Figure 2.1 Mechanical Diagnostic Test Rig
The vibration data of test-run #14 is used in this study. In this test, the gearbox contained a 70-
tooth driven gear and a 21-tooth pinion gear. The nominal output of the gearbox was 62.66 Nm.
The vibration data were collected by accelerometer A02 and A03 mounted on the shell of the
gearbox as shown in the following figure.

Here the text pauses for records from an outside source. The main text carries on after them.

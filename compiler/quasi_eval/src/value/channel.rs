//! Channels.
//!
//! A channel wraps a crossbeam bounded channel (capacity 0 is a rendezvous).
//! Closing drops the stored sender: receivers drain what is buffered and then
//! observe disconnection, which surfaces as `(zero, false)`.

use super::Value;
use crate::errors::{channel_closed, EvalError};
use crate::types::Type;
use crossbeam::channel::{bounded, Receiver, Sender};
use parking_lot::Mutex;
use quasi_ir::ChanDir;
use std::sync::Arc;

pub struct Channel {
    sender: Mutex<Option<Sender<Value>>>,
    receiver: Receiver<Value>,
    cap: usize,
}

impl Channel {
    pub fn new(cap: usize) -> Arc<Channel> {
        let (tx, rx) = bounded(cap);
        Arc::new(Channel {
            sender: Mutex::new(Some(tx)),
            receiver: rx,
            cap,
        })
    }

    /// A sender handle, or an error if the channel is closed.
    pub fn sender(&self) -> Result<Sender<Value>, EvalError> {
        self.sender
            .lock()
            .clone()
            .ok_or_else(|| channel_closed("send on closed channel"))
    }

    pub fn receiver(&self) -> &Receiver<Value> {
        &self.receiver
    }

    /// Blocking send.
    pub fn send(&self, value: Value) -> Result<(), EvalError> {
        let tx = self.sender()?;
        tx.send(value)
            .map_err(|_| channel_closed("send on closed channel"))
    }

    /// Blocking receive; `None` once closed and drained.
    pub fn recv(&self) -> Option<Value> {
        self.receiver.recv().ok()
    }

    pub fn close(&self) -> Result<(), EvalError> {
        match self.sender.lock().take() {
            Some(_) => Ok(()),
            None => Err(channel_closed("close of closed channel")),
        }
    }

    pub fn len(&self) -> usize {
        self.receiver.len()
    }

    pub fn is_empty(&self) -> bool {
        self.receiver.is_empty()
    }

    pub fn cap(&self) -> usize {
        self.cap
    }
}

/// A channel value; `chan` is `None` for a nil channel.
#[derive(Clone)]
pub struct ChanValue {
    pub elem: Type,
    pub dir: ChanDir,
    pub chan: Option<Arc<Channel>>,
}

impl ChanValue {
    pub fn new(elem: Type, cap: usize) -> Self {
        ChanValue {
            elem,
            dir: ChanDir::Both,
            chan: Some(Channel::new(cap)),
        }
    }

    pub fn nil(elem: Type, dir: ChanDir) -> Self {
        ChanValue {
            elem,
            dir,
            chan: None,
        }
    }

    pub fn id(&self) -> usize {
        self.chan.as_ref().map_or(0, |c| Arc::as_ptr(c) as usize)
    }
}
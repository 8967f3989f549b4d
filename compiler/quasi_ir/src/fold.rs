//! Tree rewriting.
//!
//! [`Fold`] consumes a tree and rebuilds it bottom-up. Each `fold_*` method
//! defaults to the matching `walk_*` function, which folds the children and
//! reassembles the node. Implementors override only the nodes they rewrite.
//!
//! List hooks (`fold_exprs`, `fold_stmts`) exist so a rewrite can replace
//! one element with several, which is how unquote-splice and statement-form
//! macro calls work.
//!
//! Clients: the macro expander, quasiquote substitution, and [`erase_spans`].

use crate::ast::{
    Block, CaseClause, CommClause, Decl, Expr, ExprKind, Field, FuncDecl, FuncLit, FuncType,
    Ident, ImportSpec, Node, QuoteKind, Stmt, StmtKind, TypeSpec, ValueSpec,
};
use crate::Span;
use std::convert::Infallible;
use std::sync::Arc;

/// Fallible tree rewriter.
pub trait Fold: Sized {
    type Error;

    fn fold_node(&mut self, node: Node) -> Result<Node, Self::Error> {
        walk_node(self, node)
    }

    fn fold_expr(&mut self, expr: Expr) -> Result<Expr, Self::Error> {
        walk_expr(self, expr)
    }

    fn fold_exprs(&mut self, exprs: Vec<Expr>) -> Result<Vec<Expr>, Self::Error> {
        exprs.into_iter().map(|e| self.fold_expr(e)).collect()
    }

    fn fold_stmt(&mut self, stmt: Stmt) -> Result<Stmt, Self::Error> {
        walk_stmt(self, stmt)
    }

    fn fold_stmts(&mut self, stmts: Vec<Stmt>) -> Result<Vec<Stmt>, Self::Error> {
        stmts.into_iter().map(|s| self.fold_stmt(s)).collect()
    }

    fn fold_block(&mut self, block: Block) -> Result<Block, Self::Error> {
        walk_block(self, block)
    }

    /// Quote-family forms. The default descends into the quoted block.
    fn fold_quote(
        &mut self,
        kind: QuoteKind,
        body: Arc<Block>,
        span: Span,
    ) -> Result<Expr, Self::Error> {
        let body = self.fold_block(Arc::unwrap_or_clone(body))?;
        Ok(Expr::new(
            ExprKind::Quote(kind, Arc::new(body)),
            self.fold_span(span),
        ))
    }

    fn fold_span(&mut self, span: Span) -> Span {
        span
    }

    fn fold_ident(&mut self, ident: Ident) -> Ident {
        Ident::new(ident.name, self.fold_span(ident.span))
    }
}

pub fn walk_node<F: Fold>(f: &mut F, node: Node) -> Result<Node, F::Error> {
    Ok(match node {
        Node::Expr(e) => Node::Expr(Arc::new(f.fold_expr(Arc::unwrap_or_clone(e))?)),
        Node::Stmt(s) => Node::Stmt(Arc::new(f.fold_stmt(Arc::unwrap_or_clone(s))?)),
        Node::Block(b) => Node::Block(Arc::new(f.fold_block(Arc::unwrap_or_clone(b))?)),
    })
}

fn fold_box<F: Fold>(f: &mut F, e: Box<Expr>) -> Result<Box<Expr>, F::Error> {
    Ok(Box::new(f.fold_expr(*e)?))
}

fn fold_opt<F: Fold>(f: &mut F, e: Option<Box<Expr>>) -> Result<Option<Box<Expr>>, F::Error> {
    e.map(|e| fold_box(f, e)).transpose()
}

fn fold_opt_stmt<F: Fold>(f: &mut F, s: Option<Box<Stmt>>) -> Result<Option<Box<Stmt>>, F::Error> {
    s.map(|s| f.fold_stmt(*s).map(Box::new)).transpose()
}

pub fn walk_expr<F: Fold>(f: &mut F, expr: Expr) -> Result<Expr, F::Error> {
    let span = expr.span;
    let kind = match expr.kind {
        ExprKind::Quote(kind, body) => return f.fold_quote(kind, body, span),
        k @ (ExprKind::Bad | ExprKind::Ident(_) | ExprKind::BasicLit(..)) => k,
        ExprKind::CompositeLit { ty, elts } => ExprKind::CompositeLit {
            ty: fold_opt(f, ty)?,
            elts: f.fold_exprs(elts)?,
        },
        ExprKind::FuncLit(lit) => ExprKind::FuncLit(Arc::new(walk_func_lit(
            f,
            Arc::unwrap_or_clone(lit),
        )?)),
        ExprKind::Paren(x) => ExprKind::Paren(fold_box(f, x)?),
        ExprKind::Selector(x, sel) => ExprKind::Selector(fold_box(f, x)?, f.fold_ident(sel)),
        ExprKind::Index(x, i) => ExprKind::Index(fold_box(f, x)?, fold_box(f, i)?),
        ExprKind::Slice {
            x,
            low,
            high,
            max,
            slice3,
        } => ExprKind::Slice {
            x: fold_box(f, x)?,
            low: fold_opt(f, low)?,
            high: fold_opt(f, high)?,
            max: fold_opt(f, max)?,
            slice3,
        },
        ExprKind::TypeAssert { x, ty } => ExprKind::TypeAssert {
            x: fold_box(f, x)?,
            ty: fold_opt(f, ty)?,
        },
        ExprKind::Call {
            fun,
            args,
            ellipsis,
        } => ExprKind::Call {
            fun: fold_box(f, fun)?,
            args: f.fold_exprs(args)?,
            ellipsis,
        },
        ExprKind::Star(x) => ExprKind::Star(fold_box(f, x)?),
        ExprKind::Unary(op, x) => ExprKind::Unary(op, fold_box(f, x)?),
        ExprKind::Binary(op, l, r) => ExprKind::Binary(op, fold_box(f, l)?, fold_box(f, r)?),
        ExprKind::KeyValue(k, v) => ExprKind::KeyValue(fold_box(f, k)?, fold_box(f, v)?),
        ExprKind::ArrayType { len, elem } => ExprKind::ArrayType {
            len: fold_opt(f, len)?,
            elem: fold_box(f, elem)?,
        },
        ExprKind::Ellipsis(elt) => ExprKind::Ellipsis(fold_opt(f, elt)?),
        ExprKind::StructType(fields) => ExprKind::StructType(walk_fields(f, fields)?),
        ExprKind::FuncType(ty) => ExprKind::FuncType(walk_func_type(f, ty)?),
        ExprKind::InterfaceType(fields) => ExprKind::InterfaceType(walk_fields(f, fields)?),
        ExprKind::MapType(k, v) => ExprKind::MapType(fold_box(f, k)?, fold_box(f, v)?),
        ExprKind::ChanType(dir, elem) => ExprKind::ChanType(dir, fold_box(f, elem)?),
    };
    Ok(Expr::new(kind, f.fold_span(span)))
}

pub fn walk_fields<F: Fold>(f: &mut F, fields: Vec<Field>) -> Result<Vec<Field>, F::Error> {
    fields
        .into_iter()
        .map(|field| {
            Ok(Field {
                names: field.names.into_iter().map(|n| f.fold_ident(n)).collect(),
                ty: f.fold_expr(field.ty)?,
                tag: field.tag,
                span: f.fold_span(field.span),
            })
        })
        .collect()
}

pub fn walk_func_type<F: Fold>(f: &mut F, ty: FuncType) -> Result<FuncType, F::Error> {
    Ok(FuncType {
        params: walk_fields(f, ty.params)?,
        results: walk_fields(f, ty.results)?,
    })
}

pub fn walk_func_lit<F: Fold>(f: &mut F, lit: FuncLit) -> Result<FuncLit, F::Error> {
    Ok(FuncLit {
        ty: walk_func_type(f, lit.ty)?,
        body: f.fold_block(lit.body)?,
        span: f.fold_span(lit.span),
    })
}

pub fn walk_func_decl<F: Fold>(f: &mut F, decl: FuncDecl) -> Result<FuncDecl, F::Error> {
    let recv = match decl.recv {
        Some(r) => walk_fields(f, vec![r])?.pop(),
        None => None,
    };
    Ok(FuncDecl {
        recv,
        name: f.fold_ident(decl.name),
        ty: walk_func_type(f, decl.ty)?,
        body: decl.body.map(|b| f.fold_block(b)).transpose()?,
        span: f.fold_span(decl.span),
    })
}

pub fn walk_block<F: Fold>(f: &mut F, block: Block) -> Result<Block, F::Error> {
    Ok(Block {
        stmts: f.fold_stmts(block.stmts)?,
        span: f.fold_span(block.span),
    })
}

fn walk_value_specs<F: Fold>(f: &mut F, specs: Vec<ValueSpec>) -> Result<Vec<ValueSpec>, F::Error> {
    specs
        .into_iter()
        .map(|spec| {
            Ok(ValueSpec {
                names: spec.names.into_iter().map(|n| f.fold_ident(n)).collect(),
                ty: spec.ty.map(|t| f.fold_expr(t)).transpose()?,
                values: f.fold_exprs(spec.values)?,
                span: f.fold_span(spec.span),
            })
        })
        .collect()
}

pub fn walk_decl<F: Fold>(f: &mut F, decl: Decl) -> Result<Decl, F::Error> {
    Ok(match decl {
        Decl::Var(specs) => Decl::Var(walk_value_specs(f, specs)?),
        Decl::Const(specs) => Decl::Const(walk_value_specs(f, specs)?),
        Decl::Type(specs) => Decl::Type(
            specs
                .into_iter()
                .map(|spec| {
                    Ok(TypeSpec {
                        name: f.fold_ident(spec.name),
                        alias: spec.alias,
                        ty: f.fold_expr(spec.ty)?,
                        span: f.fold_span(spec.span),
                    })
                })
                .collect::<Result<_, F::Error>>()?,
        ),
        Decl::Import(specs) => Decl::Import(
            specs
                .into_iter()
                .map(|spec| ImportSpec {
                    name: spec.name.map(|n| f.fold_ident(n)),
                    path: spec.path,
                    span: f.fold_span(spec.span),
                })
                .collect(),
        ),
        Decl::Func(decl) => Decl::Func(Arc::new(walk_func_decl(f, Arc::unwrap_or_clone(decl))?)),
        Decl::Macro(decl) => {
            Decl::Macro(Arc::new(walk_func_decl(f, Arc::unwrap_or_clone(decl))?))
        }
    })
}

fn walk_case_clauses<F: Fold>(
    f: &mut F,
    clauses: Vec<CaseClause>,
) -> Result<Vec<CaseClause>, F::Error> {
    clauses
        .into_iter()
        .map(|c| {
            Ok(CaseClause {
                list: c.list.map(|l| f.fold_exprs(l)).transpose()?,
                body: f.fold_stmts(c.body)?,
                span: f.fold_span(c.span),
            })
        })
        .collect()
}

pub fn walk_stmt<F: Fold>(f: &mut F, stmt: Stmt) -> Result<Stmt, F::Error> {
    let kind = match stmt.kind {
        k @ (StmtKind::Bad | StmtKind::Empty) => k,
        StmtKind::Expr(e) => StmtKind::Expr(f.fold_expr(e)?),
        StmtKind::Send { chan, value } => StmtKind::Send {
            chan: f.fold_expr(chan)?,
            value: f.fold_expr(value)?,
        },
        StmtKind::IncDec { x, inc } => StmtKind::IncDec {
            x: f.fold_expr(x)?,
            inc,
        },
        StmtKind::Assign { lhs, op, rhs } => StmtKind::Assign {
            lhs: f.fold_exprs(lhs)?,
            op,
            rhs: f.fold_exprs(rhs)?,
        },
        StmtKind::Decl(decl) => StmtKind::Decl(walk_decl(f, decl)?),
        StmtKind::Labeled { label, stmt } => StmtKind::Labeled {
            label: f.fold_ident(label),
            stmt: Box::new(f.fold_stmt(*stmt)?),
        },
        StmtKind::Go(e) => StmtKind::Go(f.fold_expr(e)?),
        StmtKind::Defer(e) => StmtKind::Defer(f.fold_expr(e)?),
        StmtKind::Return(results) => StmtKind::Return(f.fold_exprs(results)?),
        StmtKind::Branch { kind, label } => StmtKind::Branch {
            kind,
            label: label.map(|l| f.fold_ident(l)),
        },
        StmtKind::Block(b) => StmtKind::Block(f.fold_block(b)?),
        StmtKind::If {
            init,
            cond,
            then,
            els,
        } => StmtKind::If {
            init: fold_opt_stmt(f, init)?,
            cond: f.fold_expr(cond)?,
            then: f.fold_block(then)?,
            els: fold_opt_stmt(f, els)?,
        },
        StmtKind::Switch { init, tag, clauses } => StmtKind::Switch {
            init: fold_opt_stmt(f, init)?,
            tag: tag.map(|t| f.fold_expr(t)).transpose()?,
            clauses: walk_case_clauses(f, clauses)?,
        },
        StmtKind::TypeSwitch {
            init,
            bind,
            x,
            clauses,
        } => StmtKind::TypeSwitch {
            init: fold_opt_stmt(f, init)?,
            bind: bind.map(|b| f.fold_ident(b)),
            x: f.fold_expr(x)?,
            clauses: walk_case_clauses(f, clauses)?,
        },
        StmtKind::Select(clauses) => StmtKind::Select(
            clauses
                .into_iter()
                .map(|c| {
                    Ok(CommClause {
                        comm: fold_opt_stmt(f, c.comm)?,
                        body: f.fold_stmts(c.body)?,
                        span: f.fold_span(c.span),
                    })
                })
                .collect::<Result<_, F::Error>>()?,
        ),
        StmtKind::For {
            init,
            cond,
            post,
            body,
        } => StmtKind::For {
            init: fold_opt_stmt(f, init)?,
            cond: cond.map(|c| f.fold_expr(c)).transpose()?,
            post: fold_opt_stmt(f, post)?,
            body: f.fold_block(body)?,
        },
        StmtKind::Range {
            key,
            value,
            define,
            x,
            body,
        } => StmtKind::Range {
            key: key.map(|k| f.fold_expr(k)).transpose()?,
            value: value.map(|v| f.fold_expr(v)).transpose()?,
            define,
            x: f.fold_expr(x)?,
            body: f.fold_block(body)?,
        },
    };
    Ok(Stmt::new(kind, f.fold_span(stmt.span)))
}

/// Replaces every span with [`Span::DUMMY`].
struct SpanEraser;

impl Fold for SpanEraser {
    type Error = Infallible;

    fn fold_span(&mut self, _span: Span) -> Span {
        Span::DUMMY
    }
}

/// Copy of `node` with all spans erased, for structural comparison.
pub fn erase_spans(node: Node) -> Node {
    match walk_node(&mut SpanEraser, node) {
        Ok(node) => node,
        Err(never) => match never {},
    }
}

/// Structural equality ignoring source positions.
pub fn same_syntax(a: &Node, b: &Node) -> bool {
    erase_spans(a.clone()) == erase_spans(b.clone())
}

Figure 2.2 Locations of Accelerometers
12
Each data file obtained from accelerometer A02 includes 200,000 samples, which were collected
in 10 second windows with 20 kHz sampling frequency. The resolution of analog-to-digital
converter was 16-bit, which assured that the accuracy of the accelerometers was preserved. The
motor velocity was acquired using the drive motor speed vector feedback V01. The gearbox
output load was acquired from the absorption motor torque vector feedback V05. The sampling
frequencies of V01 and V05 were 1 kHz. After the vibration data collection, V01 and V05
started collecting load data. In each data file, there were 10,000 samples, which were collected
during 10 second periods with 1kHz sampling frequency. Hence, the vibration data were not
synchronized with the V01 and V05 data. The whole test took 116 hours, and there were 338
data files in total. The gearbox was run at 100% (62.66 Nm) output torque for 96 hours. Then,
the gearbox was run under varying load from file 194 to 338. The output load ramped up from
50% (31.33 Nm) to 300% (187.98 Nm) in 8 minutes, and then ramped down back to 50% again
in 8 minutes. Figure 2.3 shows the mean of the drive motor speed and gearbox output torque.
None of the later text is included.